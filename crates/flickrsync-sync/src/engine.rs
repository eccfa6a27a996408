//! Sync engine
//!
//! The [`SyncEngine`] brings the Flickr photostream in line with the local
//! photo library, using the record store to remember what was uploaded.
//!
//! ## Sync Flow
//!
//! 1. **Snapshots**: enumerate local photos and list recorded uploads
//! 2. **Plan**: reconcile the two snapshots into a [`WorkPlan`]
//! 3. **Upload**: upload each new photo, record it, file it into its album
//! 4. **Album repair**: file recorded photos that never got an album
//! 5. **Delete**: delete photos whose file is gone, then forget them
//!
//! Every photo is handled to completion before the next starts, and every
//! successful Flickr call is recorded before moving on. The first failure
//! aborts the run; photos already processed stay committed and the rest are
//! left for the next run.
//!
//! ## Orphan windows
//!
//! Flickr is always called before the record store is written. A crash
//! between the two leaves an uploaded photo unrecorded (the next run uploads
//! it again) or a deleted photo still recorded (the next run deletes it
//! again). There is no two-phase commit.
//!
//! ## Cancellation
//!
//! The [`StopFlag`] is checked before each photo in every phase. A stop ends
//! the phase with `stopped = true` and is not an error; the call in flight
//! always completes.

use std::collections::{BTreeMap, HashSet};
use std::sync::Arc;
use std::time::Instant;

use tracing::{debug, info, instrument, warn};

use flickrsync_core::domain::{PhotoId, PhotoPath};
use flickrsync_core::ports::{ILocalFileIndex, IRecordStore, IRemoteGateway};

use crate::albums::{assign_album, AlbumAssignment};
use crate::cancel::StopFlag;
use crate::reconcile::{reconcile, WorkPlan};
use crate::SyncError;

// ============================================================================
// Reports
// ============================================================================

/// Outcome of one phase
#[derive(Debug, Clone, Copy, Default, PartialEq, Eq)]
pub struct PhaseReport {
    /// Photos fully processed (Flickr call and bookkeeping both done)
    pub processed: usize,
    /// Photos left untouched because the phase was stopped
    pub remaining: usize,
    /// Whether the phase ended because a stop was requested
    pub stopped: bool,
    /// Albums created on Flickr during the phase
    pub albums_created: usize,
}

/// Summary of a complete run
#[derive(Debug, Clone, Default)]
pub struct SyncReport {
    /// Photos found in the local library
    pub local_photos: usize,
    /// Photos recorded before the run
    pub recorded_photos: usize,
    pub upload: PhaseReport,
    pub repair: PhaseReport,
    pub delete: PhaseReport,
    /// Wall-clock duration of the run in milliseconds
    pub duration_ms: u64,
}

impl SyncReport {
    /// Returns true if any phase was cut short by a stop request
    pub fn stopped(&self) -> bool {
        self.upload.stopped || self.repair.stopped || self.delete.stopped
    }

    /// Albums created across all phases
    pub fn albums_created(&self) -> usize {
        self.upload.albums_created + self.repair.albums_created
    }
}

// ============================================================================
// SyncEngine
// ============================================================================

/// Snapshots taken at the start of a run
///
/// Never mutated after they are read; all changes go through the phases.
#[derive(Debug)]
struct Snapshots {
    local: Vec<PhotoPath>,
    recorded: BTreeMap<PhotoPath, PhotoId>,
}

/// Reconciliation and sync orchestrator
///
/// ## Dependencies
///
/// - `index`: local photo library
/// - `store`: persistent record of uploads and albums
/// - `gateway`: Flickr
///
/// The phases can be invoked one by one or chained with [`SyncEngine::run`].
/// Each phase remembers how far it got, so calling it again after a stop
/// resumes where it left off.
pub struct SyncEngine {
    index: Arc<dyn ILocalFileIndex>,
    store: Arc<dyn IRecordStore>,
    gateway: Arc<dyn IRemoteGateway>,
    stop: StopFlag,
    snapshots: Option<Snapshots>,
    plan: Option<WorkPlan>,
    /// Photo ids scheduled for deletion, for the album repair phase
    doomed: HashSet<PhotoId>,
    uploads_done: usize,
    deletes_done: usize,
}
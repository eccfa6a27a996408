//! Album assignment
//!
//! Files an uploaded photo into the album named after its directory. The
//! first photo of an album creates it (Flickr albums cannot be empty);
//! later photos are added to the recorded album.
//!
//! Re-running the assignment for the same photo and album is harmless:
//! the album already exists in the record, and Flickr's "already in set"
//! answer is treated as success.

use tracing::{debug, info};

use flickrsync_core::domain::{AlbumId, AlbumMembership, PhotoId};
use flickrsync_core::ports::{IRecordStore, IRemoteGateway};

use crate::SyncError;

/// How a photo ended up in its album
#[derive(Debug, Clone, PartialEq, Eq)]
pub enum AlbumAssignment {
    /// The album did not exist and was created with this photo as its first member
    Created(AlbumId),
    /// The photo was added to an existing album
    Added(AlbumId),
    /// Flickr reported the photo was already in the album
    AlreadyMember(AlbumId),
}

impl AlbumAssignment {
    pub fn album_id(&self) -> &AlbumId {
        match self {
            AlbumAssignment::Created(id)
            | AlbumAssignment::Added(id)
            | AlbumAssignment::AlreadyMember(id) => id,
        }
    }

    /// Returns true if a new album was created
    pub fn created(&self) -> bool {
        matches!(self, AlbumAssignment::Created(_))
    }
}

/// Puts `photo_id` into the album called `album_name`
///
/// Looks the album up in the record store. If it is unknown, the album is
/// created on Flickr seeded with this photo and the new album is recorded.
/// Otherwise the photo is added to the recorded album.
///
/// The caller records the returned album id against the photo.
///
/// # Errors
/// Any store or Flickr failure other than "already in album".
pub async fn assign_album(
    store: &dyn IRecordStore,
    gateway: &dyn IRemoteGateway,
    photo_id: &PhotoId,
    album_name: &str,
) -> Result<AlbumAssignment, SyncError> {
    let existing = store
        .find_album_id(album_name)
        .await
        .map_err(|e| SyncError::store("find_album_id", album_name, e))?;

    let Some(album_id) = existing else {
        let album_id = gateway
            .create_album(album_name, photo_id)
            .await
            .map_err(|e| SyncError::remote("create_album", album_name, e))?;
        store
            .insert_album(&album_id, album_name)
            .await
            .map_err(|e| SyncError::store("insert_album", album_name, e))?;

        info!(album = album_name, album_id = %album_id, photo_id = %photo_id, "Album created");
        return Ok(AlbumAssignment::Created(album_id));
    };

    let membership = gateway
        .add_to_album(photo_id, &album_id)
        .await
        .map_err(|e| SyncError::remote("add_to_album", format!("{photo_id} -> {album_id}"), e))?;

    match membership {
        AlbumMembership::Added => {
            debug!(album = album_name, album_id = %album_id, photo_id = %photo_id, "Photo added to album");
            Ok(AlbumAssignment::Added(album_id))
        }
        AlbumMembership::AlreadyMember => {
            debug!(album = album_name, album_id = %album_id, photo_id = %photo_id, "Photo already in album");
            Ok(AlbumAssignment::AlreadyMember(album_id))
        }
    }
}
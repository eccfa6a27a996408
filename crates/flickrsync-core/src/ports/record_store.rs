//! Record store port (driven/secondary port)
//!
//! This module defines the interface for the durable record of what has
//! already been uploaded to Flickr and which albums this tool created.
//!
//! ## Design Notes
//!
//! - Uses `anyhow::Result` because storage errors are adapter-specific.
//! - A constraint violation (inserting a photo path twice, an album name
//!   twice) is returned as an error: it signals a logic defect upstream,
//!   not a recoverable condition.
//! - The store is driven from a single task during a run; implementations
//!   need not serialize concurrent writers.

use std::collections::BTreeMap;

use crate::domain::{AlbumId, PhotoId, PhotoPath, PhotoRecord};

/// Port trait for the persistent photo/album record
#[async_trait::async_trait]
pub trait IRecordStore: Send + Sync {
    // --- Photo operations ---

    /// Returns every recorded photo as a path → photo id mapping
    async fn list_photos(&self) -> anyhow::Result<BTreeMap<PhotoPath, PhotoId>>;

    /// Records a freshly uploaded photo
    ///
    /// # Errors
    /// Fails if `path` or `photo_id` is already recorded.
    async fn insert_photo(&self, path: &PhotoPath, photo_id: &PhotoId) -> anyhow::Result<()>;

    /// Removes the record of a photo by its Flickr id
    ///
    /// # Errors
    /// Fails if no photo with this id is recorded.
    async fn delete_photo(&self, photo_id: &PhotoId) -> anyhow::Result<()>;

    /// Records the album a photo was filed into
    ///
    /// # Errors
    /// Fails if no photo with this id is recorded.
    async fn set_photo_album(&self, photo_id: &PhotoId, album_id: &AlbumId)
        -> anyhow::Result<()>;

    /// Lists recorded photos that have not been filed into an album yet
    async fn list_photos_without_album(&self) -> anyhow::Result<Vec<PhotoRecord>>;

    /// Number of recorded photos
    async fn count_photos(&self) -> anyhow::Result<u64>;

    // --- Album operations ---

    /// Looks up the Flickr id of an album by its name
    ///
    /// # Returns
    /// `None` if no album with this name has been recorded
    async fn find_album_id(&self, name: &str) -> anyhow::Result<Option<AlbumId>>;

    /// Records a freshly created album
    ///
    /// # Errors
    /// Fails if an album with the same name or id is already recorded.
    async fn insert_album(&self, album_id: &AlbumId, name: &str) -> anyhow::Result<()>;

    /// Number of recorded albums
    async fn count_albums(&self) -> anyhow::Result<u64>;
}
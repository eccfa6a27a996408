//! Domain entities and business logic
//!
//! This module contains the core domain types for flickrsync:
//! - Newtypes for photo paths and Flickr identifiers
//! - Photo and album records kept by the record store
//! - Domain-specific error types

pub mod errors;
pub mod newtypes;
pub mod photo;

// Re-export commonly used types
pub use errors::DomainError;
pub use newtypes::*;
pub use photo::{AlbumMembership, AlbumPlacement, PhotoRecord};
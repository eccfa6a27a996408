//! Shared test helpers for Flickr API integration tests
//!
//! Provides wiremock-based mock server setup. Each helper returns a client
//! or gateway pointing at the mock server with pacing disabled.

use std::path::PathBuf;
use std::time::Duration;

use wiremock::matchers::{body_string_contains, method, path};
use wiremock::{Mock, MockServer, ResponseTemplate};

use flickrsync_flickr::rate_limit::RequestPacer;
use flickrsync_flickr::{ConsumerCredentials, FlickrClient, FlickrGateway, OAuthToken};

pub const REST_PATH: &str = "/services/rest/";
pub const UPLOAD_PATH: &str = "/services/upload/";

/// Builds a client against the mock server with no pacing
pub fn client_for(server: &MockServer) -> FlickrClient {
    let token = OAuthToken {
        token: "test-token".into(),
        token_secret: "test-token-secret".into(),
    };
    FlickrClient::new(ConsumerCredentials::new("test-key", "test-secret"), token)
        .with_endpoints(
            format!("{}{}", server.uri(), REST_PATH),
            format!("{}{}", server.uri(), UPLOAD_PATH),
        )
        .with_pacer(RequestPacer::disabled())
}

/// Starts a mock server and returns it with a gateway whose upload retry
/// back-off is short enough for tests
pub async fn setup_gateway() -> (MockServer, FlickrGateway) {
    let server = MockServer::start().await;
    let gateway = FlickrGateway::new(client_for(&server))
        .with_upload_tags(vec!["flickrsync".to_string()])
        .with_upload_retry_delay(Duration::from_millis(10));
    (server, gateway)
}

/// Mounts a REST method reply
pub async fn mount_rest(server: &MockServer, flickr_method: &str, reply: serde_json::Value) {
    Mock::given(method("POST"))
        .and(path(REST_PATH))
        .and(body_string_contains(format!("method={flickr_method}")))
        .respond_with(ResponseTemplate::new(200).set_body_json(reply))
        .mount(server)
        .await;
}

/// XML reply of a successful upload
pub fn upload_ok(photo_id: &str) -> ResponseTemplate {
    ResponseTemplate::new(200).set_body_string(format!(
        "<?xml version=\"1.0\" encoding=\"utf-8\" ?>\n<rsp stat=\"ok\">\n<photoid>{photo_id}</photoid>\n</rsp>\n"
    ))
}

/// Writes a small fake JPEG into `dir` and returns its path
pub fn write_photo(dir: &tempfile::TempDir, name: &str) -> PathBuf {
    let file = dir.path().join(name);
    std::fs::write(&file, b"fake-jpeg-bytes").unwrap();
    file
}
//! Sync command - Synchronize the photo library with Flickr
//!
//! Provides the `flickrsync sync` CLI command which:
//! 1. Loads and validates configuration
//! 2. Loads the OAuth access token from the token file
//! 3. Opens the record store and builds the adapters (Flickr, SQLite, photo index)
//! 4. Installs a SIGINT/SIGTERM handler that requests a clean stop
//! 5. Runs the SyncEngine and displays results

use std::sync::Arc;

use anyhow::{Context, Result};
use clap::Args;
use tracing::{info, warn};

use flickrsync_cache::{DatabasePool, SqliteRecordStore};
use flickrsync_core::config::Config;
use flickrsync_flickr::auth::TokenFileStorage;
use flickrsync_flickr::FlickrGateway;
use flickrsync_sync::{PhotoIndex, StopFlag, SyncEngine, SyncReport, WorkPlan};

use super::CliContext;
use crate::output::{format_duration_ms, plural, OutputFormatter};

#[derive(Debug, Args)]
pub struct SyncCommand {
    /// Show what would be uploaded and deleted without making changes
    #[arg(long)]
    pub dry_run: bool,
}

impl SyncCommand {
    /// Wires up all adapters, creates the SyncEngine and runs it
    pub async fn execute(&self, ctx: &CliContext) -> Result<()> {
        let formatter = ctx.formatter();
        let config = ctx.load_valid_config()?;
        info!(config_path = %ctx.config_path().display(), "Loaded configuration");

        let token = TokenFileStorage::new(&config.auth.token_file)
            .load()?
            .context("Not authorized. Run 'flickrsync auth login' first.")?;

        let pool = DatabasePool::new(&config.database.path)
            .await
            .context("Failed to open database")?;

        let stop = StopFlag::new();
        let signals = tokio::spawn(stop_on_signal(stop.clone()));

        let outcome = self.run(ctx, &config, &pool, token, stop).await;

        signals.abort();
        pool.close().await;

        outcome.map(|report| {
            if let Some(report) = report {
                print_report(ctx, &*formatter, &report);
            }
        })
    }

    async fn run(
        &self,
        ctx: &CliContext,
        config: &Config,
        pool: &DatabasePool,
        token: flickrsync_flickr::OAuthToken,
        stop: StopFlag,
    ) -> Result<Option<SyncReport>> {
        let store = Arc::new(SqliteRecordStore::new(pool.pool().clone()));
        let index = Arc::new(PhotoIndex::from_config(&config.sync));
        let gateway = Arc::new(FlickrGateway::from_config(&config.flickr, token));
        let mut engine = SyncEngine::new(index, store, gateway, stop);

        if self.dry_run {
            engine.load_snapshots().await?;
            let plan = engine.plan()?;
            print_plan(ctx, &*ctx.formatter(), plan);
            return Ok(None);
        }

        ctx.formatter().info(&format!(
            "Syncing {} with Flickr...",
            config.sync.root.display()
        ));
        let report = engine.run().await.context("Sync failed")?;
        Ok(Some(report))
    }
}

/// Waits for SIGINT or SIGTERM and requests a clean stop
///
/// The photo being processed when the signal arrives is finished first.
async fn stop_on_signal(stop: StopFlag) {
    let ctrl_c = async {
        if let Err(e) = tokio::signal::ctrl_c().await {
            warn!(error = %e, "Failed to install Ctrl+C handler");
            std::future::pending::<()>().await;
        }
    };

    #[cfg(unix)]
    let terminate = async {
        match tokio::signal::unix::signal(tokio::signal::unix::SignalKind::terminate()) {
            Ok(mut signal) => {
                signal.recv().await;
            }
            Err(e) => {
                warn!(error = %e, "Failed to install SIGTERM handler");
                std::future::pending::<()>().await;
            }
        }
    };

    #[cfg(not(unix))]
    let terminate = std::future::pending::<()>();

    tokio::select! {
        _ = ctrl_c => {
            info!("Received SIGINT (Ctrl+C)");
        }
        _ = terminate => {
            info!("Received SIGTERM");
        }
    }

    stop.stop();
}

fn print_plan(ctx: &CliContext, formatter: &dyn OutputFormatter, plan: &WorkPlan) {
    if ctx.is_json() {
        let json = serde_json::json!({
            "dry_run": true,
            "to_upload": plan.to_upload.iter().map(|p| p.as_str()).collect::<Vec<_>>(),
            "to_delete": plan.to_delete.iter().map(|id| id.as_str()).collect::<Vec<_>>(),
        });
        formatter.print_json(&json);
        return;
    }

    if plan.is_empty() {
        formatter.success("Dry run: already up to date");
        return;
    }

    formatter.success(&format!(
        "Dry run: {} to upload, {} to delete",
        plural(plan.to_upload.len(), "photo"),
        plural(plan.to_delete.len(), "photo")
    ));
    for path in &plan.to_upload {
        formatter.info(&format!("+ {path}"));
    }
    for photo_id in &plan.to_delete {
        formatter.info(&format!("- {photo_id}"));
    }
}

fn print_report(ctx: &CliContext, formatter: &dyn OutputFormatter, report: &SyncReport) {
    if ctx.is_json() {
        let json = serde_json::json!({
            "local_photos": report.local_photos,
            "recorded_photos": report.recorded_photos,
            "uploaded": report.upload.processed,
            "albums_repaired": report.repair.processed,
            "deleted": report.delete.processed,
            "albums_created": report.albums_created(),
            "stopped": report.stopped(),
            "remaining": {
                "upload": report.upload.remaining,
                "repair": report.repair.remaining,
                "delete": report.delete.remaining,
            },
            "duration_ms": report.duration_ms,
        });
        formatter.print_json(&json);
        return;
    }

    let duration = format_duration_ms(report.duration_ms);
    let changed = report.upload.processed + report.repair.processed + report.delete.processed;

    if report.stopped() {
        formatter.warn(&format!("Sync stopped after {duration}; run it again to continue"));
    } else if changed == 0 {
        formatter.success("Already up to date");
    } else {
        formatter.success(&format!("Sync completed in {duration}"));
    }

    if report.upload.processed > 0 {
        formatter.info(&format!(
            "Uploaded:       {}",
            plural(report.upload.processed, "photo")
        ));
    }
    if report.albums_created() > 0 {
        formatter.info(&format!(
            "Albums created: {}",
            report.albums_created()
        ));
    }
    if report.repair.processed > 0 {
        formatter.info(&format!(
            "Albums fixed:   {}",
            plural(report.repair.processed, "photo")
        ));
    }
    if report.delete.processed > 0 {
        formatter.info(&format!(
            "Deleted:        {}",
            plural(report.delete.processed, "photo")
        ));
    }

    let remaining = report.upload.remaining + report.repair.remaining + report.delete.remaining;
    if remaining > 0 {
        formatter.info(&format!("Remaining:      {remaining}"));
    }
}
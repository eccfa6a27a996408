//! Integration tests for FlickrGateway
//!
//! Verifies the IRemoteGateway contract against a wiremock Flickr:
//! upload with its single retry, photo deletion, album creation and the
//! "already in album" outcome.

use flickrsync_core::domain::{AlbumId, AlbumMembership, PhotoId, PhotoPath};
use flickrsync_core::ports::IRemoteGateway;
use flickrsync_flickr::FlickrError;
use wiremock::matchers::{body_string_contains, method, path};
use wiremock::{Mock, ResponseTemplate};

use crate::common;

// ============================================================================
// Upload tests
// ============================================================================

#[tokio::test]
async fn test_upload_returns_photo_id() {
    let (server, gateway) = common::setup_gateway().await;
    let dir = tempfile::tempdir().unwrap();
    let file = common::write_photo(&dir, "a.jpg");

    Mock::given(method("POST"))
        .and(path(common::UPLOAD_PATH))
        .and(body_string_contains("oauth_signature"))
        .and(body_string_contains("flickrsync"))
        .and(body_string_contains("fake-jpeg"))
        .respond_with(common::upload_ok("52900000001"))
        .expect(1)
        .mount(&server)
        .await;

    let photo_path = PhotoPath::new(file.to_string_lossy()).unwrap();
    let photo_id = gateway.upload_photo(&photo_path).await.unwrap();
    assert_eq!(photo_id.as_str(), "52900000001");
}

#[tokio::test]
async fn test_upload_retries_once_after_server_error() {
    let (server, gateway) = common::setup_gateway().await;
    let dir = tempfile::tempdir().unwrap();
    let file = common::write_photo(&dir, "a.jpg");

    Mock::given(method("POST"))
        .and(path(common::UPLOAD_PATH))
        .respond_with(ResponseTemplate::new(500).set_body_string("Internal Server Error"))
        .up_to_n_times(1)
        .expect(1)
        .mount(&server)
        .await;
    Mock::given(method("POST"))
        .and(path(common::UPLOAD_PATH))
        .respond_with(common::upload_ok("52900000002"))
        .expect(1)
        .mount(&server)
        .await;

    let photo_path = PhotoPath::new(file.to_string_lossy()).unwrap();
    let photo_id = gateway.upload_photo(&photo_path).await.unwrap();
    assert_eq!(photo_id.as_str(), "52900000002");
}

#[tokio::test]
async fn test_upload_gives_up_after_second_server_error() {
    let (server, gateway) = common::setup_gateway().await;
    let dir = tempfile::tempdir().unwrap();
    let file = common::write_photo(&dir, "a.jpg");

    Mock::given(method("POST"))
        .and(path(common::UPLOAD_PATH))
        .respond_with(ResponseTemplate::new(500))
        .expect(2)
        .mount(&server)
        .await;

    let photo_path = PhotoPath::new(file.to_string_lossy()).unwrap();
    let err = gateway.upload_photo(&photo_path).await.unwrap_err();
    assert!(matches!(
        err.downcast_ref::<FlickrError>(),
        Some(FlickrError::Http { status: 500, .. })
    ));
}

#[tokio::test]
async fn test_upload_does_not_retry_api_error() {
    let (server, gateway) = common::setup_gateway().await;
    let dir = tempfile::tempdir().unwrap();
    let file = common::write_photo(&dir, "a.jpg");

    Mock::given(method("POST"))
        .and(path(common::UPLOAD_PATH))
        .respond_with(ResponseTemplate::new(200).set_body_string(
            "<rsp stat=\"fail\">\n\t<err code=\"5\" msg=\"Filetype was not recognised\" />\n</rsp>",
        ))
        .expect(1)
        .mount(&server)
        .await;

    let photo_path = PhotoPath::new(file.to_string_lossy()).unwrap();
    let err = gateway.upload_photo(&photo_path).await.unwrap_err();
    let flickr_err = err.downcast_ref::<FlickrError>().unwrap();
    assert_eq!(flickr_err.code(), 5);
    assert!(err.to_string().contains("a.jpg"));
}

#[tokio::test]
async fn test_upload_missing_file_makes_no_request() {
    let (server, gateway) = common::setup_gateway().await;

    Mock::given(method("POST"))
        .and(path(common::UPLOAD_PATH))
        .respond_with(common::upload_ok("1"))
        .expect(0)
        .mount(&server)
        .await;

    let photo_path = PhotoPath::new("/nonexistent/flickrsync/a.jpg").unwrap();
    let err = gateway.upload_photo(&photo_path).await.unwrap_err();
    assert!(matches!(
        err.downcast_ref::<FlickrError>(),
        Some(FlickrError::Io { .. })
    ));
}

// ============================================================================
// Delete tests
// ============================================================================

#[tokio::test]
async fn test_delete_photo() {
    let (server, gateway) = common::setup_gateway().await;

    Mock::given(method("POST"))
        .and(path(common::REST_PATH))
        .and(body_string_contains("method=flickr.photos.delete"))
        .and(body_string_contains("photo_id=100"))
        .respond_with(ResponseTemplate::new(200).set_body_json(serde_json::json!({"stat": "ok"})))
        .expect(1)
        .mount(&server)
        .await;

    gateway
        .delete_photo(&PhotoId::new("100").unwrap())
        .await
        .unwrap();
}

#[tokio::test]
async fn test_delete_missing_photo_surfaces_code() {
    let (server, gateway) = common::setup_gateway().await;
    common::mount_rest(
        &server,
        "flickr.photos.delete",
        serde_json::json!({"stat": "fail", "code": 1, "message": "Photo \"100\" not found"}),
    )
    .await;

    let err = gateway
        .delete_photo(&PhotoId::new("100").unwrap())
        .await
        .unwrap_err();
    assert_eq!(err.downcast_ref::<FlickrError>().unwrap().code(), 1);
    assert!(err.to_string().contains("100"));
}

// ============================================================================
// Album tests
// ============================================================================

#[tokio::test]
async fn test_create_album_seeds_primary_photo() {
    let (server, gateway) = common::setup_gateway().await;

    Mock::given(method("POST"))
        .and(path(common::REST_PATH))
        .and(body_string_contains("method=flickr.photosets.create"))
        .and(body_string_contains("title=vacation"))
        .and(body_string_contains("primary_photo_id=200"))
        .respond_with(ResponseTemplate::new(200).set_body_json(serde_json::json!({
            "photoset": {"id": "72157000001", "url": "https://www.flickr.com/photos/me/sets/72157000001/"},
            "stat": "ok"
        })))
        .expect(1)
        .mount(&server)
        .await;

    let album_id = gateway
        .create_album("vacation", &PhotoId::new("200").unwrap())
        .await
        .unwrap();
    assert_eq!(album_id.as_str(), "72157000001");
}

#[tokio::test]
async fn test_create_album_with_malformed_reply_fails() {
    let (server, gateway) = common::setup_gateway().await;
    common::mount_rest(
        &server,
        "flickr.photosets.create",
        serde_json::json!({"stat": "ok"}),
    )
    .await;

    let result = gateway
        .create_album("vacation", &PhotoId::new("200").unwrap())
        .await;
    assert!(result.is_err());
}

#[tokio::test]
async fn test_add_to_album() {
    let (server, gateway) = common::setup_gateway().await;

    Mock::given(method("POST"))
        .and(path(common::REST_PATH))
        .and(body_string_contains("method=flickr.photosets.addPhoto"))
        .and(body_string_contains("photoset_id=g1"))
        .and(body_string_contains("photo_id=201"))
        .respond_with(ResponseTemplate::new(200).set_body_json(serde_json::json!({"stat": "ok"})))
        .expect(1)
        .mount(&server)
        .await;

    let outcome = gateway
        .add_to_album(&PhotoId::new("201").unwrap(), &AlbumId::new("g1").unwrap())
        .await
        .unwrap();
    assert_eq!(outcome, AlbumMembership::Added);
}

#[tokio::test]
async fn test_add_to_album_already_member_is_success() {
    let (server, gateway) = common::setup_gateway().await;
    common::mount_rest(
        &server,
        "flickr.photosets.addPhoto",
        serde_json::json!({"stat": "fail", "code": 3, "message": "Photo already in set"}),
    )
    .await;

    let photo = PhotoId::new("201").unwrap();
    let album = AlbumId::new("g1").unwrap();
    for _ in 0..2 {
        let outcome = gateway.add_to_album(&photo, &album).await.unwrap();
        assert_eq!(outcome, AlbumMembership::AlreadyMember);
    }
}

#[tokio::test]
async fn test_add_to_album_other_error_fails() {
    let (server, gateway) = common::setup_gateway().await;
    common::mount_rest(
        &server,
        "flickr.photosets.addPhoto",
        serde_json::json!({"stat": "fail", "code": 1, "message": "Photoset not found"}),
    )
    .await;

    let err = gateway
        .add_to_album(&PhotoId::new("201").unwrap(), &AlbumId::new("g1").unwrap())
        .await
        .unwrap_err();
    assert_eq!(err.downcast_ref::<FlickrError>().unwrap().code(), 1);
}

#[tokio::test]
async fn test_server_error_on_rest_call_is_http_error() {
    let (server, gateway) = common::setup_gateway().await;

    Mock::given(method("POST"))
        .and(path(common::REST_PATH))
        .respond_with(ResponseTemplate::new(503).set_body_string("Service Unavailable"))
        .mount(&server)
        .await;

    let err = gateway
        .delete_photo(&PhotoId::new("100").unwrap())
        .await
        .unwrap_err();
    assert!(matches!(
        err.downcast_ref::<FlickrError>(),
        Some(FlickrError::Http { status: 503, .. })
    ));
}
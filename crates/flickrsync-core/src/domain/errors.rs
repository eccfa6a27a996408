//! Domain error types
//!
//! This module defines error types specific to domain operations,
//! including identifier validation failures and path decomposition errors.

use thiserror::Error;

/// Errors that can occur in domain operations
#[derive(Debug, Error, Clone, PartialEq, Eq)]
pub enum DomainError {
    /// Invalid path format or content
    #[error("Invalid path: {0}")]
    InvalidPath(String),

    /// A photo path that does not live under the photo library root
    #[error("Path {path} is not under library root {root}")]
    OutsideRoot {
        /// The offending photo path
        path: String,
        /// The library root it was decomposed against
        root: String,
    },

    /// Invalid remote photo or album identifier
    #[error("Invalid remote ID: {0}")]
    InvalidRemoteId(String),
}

━━━━

■ ACTIVITY:
Find the word "PhotoIndex" in the listing above. Copy each line where it appears.

■ COMPLETED TASK:
use flickrsync_sync::{PhotoIndex, StopFlag, SyncEngine, SyncReport, WorkPlan};
        let index = Arc::new(PhotoIndex::from_config(&config.sync));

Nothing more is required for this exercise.